▶ **Data extract**:
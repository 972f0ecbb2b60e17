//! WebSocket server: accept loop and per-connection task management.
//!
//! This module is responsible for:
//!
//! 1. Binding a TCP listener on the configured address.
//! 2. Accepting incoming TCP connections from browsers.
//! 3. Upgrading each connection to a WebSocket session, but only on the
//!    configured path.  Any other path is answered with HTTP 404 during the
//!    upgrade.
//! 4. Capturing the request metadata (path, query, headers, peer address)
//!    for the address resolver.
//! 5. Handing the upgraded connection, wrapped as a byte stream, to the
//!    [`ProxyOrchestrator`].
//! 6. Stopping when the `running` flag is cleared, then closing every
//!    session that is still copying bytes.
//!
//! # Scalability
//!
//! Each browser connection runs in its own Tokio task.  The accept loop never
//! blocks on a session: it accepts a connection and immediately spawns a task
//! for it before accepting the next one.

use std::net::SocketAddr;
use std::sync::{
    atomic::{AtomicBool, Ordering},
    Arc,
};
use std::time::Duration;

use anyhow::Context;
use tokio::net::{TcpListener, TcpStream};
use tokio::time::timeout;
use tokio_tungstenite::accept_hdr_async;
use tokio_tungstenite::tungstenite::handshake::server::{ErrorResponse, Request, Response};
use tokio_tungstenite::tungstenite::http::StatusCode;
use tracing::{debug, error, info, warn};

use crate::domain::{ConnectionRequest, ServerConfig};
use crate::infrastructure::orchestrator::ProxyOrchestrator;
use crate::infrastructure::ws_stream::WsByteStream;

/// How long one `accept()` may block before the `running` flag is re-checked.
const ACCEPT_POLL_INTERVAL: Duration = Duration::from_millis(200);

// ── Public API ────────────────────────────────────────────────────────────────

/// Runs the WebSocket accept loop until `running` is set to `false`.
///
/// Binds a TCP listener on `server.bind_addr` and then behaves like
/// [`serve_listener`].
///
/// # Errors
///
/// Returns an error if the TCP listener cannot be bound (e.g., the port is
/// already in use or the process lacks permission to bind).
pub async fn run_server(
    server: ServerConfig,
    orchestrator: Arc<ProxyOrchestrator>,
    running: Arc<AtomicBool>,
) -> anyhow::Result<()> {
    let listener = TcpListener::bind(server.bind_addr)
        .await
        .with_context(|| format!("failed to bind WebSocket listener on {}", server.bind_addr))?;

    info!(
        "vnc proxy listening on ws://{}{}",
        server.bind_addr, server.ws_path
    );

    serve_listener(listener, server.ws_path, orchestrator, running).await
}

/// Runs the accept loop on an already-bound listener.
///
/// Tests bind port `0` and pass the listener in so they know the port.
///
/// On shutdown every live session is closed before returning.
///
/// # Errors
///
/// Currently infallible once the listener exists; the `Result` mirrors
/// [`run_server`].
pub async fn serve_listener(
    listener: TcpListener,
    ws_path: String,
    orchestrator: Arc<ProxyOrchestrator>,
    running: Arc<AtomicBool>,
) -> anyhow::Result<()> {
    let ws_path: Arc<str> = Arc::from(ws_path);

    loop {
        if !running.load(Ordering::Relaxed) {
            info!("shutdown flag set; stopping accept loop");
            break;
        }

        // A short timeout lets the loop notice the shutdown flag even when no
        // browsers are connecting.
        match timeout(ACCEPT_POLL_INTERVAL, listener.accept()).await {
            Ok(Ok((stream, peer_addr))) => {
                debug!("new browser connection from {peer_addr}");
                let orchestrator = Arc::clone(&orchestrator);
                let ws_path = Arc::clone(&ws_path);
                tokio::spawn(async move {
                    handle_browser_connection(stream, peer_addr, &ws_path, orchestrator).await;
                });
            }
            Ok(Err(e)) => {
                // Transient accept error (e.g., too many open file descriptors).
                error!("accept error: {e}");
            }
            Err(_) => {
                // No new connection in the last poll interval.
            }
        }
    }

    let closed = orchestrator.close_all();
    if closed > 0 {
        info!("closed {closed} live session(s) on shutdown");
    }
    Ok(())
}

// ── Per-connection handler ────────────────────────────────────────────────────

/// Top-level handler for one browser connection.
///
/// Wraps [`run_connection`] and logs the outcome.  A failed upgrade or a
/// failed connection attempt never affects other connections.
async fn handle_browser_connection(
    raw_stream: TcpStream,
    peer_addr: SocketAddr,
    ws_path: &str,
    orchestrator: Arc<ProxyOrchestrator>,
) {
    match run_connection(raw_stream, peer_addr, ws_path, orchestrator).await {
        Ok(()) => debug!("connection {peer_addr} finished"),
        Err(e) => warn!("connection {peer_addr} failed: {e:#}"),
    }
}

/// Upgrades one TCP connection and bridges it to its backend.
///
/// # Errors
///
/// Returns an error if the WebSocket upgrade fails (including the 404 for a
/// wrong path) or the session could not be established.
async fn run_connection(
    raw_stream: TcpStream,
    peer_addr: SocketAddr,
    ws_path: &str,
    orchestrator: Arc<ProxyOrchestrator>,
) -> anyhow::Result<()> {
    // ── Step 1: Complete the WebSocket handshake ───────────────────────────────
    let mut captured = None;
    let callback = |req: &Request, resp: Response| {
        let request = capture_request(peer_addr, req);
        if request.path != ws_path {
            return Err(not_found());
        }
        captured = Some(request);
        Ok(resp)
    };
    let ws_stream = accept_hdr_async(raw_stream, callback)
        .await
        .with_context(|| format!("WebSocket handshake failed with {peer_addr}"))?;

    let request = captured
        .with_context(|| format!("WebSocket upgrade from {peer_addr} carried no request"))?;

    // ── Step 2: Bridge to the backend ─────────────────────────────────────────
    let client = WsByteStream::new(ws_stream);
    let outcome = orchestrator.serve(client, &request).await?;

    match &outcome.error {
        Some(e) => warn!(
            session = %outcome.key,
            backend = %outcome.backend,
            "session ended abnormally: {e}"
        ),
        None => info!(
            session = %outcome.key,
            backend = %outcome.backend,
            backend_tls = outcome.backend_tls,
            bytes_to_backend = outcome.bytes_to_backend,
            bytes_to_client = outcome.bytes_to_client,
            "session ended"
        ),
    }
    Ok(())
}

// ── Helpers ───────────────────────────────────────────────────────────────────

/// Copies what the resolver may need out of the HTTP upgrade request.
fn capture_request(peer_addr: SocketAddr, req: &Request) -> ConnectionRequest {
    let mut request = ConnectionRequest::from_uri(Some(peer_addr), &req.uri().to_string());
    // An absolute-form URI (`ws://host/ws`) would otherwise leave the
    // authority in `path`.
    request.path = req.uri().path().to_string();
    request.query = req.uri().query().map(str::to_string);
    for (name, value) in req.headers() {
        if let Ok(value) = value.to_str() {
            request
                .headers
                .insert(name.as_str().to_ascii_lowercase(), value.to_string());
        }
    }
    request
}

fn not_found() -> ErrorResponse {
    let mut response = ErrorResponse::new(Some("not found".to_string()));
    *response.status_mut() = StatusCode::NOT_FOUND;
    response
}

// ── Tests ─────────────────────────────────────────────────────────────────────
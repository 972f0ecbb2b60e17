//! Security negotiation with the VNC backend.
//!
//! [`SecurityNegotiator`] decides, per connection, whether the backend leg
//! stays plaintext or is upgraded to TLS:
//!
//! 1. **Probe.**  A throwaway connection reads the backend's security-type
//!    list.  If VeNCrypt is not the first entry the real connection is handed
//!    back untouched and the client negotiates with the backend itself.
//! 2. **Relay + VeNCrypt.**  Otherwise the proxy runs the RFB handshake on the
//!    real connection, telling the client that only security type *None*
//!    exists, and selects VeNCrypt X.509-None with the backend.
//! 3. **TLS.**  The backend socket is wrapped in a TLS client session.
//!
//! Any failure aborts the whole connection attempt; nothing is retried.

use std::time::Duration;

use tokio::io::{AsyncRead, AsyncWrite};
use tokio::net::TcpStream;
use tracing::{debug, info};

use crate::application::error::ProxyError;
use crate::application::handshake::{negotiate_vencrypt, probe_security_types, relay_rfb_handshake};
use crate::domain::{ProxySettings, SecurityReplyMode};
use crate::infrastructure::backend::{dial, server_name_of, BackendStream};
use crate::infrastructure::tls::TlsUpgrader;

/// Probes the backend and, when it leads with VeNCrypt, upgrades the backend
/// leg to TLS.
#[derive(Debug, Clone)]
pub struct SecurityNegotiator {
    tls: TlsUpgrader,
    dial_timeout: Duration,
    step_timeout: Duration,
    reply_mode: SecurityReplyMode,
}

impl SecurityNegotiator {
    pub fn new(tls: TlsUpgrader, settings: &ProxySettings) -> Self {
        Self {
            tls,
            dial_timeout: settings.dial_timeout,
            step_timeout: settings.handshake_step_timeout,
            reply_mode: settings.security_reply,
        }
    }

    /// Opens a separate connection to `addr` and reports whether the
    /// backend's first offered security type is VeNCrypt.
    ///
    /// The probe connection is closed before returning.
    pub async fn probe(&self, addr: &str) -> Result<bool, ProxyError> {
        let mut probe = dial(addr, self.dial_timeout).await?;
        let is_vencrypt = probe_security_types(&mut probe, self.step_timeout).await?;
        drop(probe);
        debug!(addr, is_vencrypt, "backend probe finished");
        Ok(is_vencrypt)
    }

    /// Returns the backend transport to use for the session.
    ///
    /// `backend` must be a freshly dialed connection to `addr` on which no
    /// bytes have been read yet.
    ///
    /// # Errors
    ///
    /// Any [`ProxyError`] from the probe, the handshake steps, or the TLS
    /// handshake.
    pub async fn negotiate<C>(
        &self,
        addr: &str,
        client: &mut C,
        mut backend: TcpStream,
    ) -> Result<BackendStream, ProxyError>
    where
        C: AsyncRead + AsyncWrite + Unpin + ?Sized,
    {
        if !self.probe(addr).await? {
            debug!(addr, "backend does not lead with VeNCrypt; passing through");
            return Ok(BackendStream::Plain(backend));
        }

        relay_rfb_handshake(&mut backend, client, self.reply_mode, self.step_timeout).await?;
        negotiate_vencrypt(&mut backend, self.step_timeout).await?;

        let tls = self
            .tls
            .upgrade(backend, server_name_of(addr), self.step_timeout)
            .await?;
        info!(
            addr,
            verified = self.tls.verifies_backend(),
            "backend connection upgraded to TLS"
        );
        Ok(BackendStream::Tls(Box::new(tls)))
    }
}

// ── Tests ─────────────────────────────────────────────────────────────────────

▶ **The problem**: Across the records above, count the lines holding "resolver" and write down only that count.

▶ **Exercise output**: 2